What is being asked → Which lines in the entries below contain the string "owls"? Show each of them in full.

** Opening Data records block **

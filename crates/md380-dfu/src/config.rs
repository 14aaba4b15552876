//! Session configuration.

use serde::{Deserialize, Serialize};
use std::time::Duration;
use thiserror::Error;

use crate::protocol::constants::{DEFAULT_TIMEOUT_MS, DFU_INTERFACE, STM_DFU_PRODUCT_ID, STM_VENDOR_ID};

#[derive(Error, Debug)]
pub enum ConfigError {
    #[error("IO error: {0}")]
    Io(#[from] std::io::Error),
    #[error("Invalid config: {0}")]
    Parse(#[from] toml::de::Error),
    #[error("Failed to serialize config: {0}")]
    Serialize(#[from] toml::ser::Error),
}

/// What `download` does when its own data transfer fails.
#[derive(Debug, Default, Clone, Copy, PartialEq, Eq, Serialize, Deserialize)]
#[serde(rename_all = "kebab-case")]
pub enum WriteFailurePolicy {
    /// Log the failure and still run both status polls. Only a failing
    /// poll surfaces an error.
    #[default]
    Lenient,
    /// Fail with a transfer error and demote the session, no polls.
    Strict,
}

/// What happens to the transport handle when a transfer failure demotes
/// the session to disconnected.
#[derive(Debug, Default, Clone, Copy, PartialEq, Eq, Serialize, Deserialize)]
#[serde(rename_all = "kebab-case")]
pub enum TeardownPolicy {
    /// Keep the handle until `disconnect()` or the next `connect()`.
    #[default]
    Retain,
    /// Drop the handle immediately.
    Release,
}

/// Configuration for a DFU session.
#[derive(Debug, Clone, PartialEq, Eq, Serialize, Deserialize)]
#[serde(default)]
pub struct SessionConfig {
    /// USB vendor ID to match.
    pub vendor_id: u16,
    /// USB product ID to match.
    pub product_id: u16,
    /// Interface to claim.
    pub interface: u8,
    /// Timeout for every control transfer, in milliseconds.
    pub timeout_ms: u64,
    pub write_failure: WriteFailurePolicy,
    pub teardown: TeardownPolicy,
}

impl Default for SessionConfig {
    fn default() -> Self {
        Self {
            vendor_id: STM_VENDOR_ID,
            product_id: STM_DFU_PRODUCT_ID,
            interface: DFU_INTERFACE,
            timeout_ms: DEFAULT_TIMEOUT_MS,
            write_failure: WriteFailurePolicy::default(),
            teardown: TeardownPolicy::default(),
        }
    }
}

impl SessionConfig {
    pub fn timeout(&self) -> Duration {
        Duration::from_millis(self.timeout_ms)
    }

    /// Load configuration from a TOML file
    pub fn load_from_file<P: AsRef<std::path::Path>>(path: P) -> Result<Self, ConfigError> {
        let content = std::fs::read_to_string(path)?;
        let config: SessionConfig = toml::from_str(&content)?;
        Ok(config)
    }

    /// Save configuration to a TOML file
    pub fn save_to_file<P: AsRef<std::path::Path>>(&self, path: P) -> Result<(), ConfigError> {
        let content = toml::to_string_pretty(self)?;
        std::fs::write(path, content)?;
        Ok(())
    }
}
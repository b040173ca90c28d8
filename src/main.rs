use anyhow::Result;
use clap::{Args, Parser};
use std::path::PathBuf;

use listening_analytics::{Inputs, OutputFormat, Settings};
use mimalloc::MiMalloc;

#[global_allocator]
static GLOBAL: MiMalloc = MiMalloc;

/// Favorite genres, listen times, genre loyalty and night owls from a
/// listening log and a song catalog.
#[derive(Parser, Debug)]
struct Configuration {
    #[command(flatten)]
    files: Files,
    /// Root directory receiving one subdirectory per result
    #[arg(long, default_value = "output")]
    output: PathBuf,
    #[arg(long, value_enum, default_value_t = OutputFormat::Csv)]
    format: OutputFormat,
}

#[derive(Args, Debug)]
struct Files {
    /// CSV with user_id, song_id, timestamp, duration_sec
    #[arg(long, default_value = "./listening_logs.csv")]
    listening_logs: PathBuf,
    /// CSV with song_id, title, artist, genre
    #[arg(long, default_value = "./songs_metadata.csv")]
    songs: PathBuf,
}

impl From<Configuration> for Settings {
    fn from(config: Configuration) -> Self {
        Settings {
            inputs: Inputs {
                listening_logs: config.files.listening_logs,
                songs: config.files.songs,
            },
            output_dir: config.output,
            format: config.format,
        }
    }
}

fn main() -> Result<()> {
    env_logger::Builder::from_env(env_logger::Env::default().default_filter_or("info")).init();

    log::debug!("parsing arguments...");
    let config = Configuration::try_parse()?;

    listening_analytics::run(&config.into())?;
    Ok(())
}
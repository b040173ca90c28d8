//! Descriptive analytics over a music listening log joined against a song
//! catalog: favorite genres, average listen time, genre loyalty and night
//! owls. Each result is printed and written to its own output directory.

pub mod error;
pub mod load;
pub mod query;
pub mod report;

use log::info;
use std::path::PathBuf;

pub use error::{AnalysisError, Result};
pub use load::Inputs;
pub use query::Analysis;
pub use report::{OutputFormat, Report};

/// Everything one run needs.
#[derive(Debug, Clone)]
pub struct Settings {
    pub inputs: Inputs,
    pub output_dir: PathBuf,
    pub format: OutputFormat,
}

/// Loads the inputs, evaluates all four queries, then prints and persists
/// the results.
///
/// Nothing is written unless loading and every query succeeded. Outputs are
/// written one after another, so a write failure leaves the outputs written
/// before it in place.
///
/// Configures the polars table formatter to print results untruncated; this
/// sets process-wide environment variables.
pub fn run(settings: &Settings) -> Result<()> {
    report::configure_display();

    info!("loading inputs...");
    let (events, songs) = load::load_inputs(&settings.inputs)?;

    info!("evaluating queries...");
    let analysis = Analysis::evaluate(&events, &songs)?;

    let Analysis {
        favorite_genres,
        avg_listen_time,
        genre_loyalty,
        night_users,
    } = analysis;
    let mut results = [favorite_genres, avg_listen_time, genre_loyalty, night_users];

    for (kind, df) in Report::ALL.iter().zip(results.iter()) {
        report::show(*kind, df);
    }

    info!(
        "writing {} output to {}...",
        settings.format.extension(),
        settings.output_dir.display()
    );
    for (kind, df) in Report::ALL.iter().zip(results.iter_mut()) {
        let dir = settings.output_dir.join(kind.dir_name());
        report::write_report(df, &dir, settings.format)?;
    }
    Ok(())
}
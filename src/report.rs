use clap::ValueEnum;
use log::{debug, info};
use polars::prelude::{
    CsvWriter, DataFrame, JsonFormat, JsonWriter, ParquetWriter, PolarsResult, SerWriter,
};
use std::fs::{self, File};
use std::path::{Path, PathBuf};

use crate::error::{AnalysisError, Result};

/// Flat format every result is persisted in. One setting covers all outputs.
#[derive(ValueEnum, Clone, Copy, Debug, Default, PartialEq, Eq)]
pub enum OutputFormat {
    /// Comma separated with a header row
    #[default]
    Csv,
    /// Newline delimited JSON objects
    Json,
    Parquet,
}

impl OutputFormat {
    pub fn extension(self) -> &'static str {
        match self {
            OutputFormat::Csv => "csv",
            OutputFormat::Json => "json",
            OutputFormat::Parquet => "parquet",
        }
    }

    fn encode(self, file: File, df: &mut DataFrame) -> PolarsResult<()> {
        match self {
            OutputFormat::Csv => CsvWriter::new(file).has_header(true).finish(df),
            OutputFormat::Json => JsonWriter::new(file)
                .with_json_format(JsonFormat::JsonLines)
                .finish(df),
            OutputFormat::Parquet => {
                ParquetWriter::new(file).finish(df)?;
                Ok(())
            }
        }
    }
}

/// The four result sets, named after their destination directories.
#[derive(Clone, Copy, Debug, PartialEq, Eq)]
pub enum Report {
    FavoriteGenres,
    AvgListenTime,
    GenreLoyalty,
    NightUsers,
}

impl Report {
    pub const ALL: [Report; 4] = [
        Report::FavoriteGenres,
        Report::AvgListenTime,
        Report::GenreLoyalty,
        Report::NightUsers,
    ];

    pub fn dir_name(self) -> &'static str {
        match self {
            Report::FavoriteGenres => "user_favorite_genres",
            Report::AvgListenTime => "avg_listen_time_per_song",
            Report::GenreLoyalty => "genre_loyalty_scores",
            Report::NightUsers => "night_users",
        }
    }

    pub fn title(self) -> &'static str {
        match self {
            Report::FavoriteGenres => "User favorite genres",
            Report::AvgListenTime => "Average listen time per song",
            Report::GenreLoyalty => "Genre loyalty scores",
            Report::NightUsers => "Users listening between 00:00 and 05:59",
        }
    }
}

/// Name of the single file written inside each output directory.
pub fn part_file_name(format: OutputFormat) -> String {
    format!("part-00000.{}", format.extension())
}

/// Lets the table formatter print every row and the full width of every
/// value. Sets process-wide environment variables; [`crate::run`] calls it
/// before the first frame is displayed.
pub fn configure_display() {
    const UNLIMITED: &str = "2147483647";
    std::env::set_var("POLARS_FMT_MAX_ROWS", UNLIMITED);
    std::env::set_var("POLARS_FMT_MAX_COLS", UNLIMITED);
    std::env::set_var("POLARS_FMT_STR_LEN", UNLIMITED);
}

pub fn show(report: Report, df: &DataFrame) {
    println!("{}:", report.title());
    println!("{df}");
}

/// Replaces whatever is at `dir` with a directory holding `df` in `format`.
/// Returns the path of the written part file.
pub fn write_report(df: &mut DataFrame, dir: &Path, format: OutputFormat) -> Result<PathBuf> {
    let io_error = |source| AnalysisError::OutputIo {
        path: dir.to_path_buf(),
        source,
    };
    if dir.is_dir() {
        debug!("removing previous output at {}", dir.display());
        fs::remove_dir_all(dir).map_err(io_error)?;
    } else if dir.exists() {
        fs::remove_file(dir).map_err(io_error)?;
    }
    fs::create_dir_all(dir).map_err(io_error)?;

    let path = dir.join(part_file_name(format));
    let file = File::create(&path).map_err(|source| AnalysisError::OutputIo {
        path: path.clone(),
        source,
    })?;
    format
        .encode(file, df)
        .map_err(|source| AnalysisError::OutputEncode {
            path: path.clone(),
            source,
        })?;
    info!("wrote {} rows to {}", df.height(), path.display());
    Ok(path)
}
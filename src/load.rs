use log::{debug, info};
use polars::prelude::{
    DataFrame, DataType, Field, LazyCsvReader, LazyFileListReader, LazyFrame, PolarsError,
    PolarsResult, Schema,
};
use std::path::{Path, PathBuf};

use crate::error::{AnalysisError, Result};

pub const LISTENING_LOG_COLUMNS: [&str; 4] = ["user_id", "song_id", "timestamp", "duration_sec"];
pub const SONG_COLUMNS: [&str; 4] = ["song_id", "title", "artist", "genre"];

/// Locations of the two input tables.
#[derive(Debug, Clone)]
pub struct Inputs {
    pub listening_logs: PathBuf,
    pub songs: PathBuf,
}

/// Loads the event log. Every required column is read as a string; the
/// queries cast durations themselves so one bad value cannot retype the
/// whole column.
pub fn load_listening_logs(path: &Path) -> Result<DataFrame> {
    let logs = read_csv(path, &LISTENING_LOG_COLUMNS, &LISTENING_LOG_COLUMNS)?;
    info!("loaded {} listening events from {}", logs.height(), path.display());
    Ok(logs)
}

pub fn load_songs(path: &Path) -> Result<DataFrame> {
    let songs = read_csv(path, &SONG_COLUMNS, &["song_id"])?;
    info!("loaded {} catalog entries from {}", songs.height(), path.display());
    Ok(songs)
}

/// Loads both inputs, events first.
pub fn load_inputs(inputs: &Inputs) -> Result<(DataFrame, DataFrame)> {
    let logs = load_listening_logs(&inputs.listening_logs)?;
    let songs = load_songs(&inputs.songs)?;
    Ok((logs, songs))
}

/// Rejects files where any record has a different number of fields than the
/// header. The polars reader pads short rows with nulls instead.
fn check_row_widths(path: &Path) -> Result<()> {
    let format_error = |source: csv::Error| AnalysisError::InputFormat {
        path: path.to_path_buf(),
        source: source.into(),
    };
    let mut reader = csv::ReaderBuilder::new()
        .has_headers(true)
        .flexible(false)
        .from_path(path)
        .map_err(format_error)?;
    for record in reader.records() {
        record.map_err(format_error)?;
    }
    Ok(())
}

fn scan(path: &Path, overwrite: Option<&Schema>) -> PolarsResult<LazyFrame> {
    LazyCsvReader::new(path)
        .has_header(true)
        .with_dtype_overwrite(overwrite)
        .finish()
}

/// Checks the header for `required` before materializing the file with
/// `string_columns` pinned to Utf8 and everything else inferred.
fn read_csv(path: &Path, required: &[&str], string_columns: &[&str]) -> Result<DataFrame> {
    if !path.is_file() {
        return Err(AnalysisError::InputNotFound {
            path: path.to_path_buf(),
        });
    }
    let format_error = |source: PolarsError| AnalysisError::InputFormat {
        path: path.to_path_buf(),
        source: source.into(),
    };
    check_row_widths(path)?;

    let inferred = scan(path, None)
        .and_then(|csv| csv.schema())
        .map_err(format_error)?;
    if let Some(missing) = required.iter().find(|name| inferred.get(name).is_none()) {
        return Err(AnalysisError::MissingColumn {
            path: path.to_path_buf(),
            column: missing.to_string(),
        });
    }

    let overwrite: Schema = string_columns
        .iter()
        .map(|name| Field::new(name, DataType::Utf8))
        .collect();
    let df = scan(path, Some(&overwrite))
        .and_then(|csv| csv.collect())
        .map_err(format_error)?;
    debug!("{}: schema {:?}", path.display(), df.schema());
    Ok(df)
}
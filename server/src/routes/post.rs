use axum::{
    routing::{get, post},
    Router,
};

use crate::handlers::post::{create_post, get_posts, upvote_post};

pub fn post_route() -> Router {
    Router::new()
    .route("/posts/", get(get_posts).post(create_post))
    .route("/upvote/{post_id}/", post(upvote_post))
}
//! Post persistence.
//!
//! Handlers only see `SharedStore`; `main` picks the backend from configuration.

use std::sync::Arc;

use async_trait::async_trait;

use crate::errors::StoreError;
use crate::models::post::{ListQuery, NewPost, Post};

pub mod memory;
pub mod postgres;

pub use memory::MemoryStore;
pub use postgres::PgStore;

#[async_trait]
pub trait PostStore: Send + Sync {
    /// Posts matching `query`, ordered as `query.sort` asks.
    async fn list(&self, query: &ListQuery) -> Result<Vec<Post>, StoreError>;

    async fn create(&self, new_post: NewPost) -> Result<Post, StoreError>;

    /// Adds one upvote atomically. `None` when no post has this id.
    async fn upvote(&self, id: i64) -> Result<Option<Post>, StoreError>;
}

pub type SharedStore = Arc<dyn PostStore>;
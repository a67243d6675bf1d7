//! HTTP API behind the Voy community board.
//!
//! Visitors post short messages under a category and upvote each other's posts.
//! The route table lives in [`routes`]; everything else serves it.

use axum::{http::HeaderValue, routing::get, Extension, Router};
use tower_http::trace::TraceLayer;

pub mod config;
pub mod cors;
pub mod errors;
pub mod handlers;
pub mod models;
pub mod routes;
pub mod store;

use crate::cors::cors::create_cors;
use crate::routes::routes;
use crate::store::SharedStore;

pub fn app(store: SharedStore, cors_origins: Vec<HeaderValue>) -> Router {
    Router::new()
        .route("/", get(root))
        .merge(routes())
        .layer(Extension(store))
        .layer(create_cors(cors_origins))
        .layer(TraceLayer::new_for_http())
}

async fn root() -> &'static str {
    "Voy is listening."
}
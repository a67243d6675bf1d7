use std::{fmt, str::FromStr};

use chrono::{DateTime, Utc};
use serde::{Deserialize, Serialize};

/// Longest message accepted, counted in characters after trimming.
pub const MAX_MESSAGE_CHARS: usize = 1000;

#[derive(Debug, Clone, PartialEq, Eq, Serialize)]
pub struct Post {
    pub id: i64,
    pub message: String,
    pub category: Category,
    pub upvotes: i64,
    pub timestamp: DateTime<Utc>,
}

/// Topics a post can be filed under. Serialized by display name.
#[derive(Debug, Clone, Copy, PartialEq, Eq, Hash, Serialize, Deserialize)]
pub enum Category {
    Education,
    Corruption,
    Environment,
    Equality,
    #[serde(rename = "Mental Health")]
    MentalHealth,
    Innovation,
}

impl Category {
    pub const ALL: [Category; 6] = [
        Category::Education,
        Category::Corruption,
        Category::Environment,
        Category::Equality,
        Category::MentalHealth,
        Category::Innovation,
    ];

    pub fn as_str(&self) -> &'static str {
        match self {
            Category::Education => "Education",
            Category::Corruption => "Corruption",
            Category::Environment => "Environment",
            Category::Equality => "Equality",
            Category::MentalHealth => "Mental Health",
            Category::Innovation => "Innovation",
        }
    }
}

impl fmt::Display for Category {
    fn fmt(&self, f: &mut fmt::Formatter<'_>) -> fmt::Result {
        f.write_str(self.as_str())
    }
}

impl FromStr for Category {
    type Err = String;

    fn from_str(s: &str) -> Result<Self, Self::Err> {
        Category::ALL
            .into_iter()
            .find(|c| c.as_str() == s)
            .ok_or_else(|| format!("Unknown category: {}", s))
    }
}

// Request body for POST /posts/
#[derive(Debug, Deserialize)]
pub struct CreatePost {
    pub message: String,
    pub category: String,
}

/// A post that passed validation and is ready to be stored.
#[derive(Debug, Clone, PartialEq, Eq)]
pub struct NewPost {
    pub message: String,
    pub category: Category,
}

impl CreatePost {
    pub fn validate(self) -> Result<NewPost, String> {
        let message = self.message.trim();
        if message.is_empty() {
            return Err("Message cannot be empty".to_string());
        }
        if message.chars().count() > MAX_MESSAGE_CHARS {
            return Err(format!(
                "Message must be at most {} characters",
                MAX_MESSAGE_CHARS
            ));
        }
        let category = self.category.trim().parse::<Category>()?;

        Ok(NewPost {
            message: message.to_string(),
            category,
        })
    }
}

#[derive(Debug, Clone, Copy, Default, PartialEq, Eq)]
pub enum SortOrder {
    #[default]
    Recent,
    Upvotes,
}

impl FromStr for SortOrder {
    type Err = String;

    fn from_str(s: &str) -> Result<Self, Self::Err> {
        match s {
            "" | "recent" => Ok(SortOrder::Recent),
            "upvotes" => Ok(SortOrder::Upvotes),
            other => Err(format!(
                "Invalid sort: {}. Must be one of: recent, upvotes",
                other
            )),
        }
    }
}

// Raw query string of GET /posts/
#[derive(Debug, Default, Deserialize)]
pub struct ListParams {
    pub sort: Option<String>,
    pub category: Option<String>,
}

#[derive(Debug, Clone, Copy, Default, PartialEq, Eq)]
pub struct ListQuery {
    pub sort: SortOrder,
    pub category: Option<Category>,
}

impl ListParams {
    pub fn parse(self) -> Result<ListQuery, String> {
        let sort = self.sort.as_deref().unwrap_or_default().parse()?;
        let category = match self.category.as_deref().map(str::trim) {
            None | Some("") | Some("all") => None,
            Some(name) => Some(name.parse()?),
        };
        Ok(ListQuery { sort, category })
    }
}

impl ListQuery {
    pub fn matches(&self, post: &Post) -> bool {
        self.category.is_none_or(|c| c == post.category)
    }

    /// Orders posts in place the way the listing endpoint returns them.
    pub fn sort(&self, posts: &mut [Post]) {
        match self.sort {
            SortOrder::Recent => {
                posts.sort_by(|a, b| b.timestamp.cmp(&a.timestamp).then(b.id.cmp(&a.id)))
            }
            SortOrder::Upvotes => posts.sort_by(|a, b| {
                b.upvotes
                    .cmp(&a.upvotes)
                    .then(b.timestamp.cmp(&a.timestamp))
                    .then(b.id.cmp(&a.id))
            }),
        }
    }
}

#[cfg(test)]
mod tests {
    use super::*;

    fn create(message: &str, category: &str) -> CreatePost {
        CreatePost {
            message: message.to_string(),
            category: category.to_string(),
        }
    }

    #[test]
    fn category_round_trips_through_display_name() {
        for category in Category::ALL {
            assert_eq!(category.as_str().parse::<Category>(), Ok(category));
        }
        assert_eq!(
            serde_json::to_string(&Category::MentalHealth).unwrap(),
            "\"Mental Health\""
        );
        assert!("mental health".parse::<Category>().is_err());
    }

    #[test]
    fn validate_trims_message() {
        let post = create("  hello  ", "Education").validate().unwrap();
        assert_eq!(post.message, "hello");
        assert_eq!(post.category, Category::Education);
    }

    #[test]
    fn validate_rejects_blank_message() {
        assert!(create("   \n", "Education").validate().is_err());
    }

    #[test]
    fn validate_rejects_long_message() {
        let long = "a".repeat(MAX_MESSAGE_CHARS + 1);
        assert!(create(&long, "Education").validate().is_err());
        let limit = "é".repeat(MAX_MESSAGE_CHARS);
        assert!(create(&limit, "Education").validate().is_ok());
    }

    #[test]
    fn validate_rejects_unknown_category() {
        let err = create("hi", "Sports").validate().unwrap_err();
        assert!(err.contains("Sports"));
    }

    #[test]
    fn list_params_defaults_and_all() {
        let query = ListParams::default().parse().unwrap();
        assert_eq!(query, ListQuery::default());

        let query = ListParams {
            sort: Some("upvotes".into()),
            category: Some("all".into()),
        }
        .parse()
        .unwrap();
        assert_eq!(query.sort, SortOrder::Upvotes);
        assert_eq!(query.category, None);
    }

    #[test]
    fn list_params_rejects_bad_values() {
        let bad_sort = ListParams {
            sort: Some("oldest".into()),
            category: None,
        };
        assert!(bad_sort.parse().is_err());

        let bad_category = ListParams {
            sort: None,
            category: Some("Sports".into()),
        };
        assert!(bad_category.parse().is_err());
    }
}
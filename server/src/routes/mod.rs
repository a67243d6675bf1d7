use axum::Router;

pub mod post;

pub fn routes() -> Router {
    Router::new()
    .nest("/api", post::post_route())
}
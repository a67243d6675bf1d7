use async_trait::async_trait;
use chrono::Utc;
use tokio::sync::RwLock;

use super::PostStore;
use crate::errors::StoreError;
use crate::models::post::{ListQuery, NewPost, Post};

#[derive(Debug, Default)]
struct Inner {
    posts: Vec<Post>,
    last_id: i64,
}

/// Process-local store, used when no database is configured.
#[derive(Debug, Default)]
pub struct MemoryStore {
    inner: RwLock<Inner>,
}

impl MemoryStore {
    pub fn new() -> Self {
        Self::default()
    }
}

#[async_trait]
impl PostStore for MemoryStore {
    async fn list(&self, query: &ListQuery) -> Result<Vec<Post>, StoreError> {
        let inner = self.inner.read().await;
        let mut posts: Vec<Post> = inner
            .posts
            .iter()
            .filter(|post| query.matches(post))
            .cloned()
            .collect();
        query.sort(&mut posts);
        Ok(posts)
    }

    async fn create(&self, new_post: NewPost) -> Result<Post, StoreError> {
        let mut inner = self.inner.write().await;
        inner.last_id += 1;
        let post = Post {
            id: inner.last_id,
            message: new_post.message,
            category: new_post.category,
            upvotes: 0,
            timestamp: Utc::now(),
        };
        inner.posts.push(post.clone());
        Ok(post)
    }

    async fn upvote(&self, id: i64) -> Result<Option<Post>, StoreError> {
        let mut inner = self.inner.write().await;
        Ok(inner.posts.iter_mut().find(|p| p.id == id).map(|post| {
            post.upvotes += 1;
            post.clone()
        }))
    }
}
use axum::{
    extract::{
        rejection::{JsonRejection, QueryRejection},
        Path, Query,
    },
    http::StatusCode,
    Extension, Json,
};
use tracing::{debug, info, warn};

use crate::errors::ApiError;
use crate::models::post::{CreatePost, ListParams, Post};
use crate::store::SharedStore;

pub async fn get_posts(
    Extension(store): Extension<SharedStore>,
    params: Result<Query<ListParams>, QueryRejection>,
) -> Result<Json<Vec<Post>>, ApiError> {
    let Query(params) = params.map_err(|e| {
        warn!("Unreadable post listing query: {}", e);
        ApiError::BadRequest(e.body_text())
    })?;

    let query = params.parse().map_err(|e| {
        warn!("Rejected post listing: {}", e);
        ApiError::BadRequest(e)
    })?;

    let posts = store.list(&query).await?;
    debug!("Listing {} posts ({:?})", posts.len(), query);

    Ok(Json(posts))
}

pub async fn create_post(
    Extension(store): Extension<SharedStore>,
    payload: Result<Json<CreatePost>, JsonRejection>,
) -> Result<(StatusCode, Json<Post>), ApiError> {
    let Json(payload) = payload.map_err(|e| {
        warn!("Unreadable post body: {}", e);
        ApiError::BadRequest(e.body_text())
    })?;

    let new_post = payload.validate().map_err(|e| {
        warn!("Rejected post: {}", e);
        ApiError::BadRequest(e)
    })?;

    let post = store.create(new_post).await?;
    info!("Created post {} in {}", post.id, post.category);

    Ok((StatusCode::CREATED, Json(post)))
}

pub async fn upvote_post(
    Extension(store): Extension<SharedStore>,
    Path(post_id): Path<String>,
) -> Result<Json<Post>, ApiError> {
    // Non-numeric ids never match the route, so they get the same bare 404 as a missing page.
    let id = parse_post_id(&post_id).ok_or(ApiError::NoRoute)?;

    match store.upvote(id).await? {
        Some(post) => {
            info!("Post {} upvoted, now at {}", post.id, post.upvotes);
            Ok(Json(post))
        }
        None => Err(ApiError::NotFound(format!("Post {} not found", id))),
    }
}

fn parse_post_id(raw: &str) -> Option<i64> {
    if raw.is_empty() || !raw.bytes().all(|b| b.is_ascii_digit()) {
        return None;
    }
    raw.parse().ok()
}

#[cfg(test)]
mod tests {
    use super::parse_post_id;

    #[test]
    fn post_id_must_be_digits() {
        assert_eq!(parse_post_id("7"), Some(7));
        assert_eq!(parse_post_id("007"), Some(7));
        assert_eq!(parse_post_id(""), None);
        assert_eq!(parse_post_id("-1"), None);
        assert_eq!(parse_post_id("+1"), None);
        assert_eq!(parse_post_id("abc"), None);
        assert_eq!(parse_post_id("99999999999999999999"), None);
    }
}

** Closing Data records block **

Result of the exercise →
/// Favorite genres, listen times, genre loyalty and night owls from a
//! owls. Each result is printed and written to its own output directory.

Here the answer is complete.